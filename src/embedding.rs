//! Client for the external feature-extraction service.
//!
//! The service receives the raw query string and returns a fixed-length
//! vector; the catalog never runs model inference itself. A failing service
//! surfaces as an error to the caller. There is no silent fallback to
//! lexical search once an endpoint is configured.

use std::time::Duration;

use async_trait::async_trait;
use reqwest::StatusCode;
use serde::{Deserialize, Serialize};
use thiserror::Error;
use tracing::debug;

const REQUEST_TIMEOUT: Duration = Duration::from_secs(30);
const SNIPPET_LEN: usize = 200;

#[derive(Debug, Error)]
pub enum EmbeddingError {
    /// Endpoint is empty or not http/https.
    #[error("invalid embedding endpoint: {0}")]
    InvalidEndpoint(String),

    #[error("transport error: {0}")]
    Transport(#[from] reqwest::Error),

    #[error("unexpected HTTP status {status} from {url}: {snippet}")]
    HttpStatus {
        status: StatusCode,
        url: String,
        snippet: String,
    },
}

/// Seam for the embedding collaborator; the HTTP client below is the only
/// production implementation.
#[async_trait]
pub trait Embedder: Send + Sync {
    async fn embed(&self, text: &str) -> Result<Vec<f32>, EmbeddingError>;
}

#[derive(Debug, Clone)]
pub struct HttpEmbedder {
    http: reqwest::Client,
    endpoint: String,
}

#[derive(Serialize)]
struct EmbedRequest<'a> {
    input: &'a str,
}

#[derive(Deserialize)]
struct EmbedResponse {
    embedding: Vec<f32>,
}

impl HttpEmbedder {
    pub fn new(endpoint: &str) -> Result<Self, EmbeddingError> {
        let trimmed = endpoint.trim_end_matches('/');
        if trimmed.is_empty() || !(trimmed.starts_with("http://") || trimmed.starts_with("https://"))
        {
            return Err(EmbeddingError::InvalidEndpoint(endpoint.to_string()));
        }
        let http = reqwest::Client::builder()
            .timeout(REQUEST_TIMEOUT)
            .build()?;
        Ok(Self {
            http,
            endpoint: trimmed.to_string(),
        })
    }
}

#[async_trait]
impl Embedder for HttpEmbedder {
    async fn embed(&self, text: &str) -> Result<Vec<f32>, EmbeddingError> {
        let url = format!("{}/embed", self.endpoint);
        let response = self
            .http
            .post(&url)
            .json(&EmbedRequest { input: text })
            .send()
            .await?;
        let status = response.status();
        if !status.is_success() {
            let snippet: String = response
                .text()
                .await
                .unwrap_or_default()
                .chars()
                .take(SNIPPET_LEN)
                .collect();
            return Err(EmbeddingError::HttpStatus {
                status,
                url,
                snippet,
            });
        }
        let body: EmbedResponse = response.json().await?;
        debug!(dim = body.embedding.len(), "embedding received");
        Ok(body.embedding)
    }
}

## Required action
Repeat only what runs from the line holding "let snippet: String = response" to the end of the data, keeping every line exactly as written, first and last included.

## Response to this task
            let snippet: String = response
                .text()
                .await
                .unwrap_or_default()
                .chars()
                .take(SNIPPET_LEN)
                .collect();
            return Err(EmbeddingError::HttpStatus {
                status,
                url,
                snippet,
            });
        }
        let body: EmbedResponse = response.json().await?;
        debug!(dim = body.embedding.len(), "embedding received");
        Ok(body.embedding)
    }
}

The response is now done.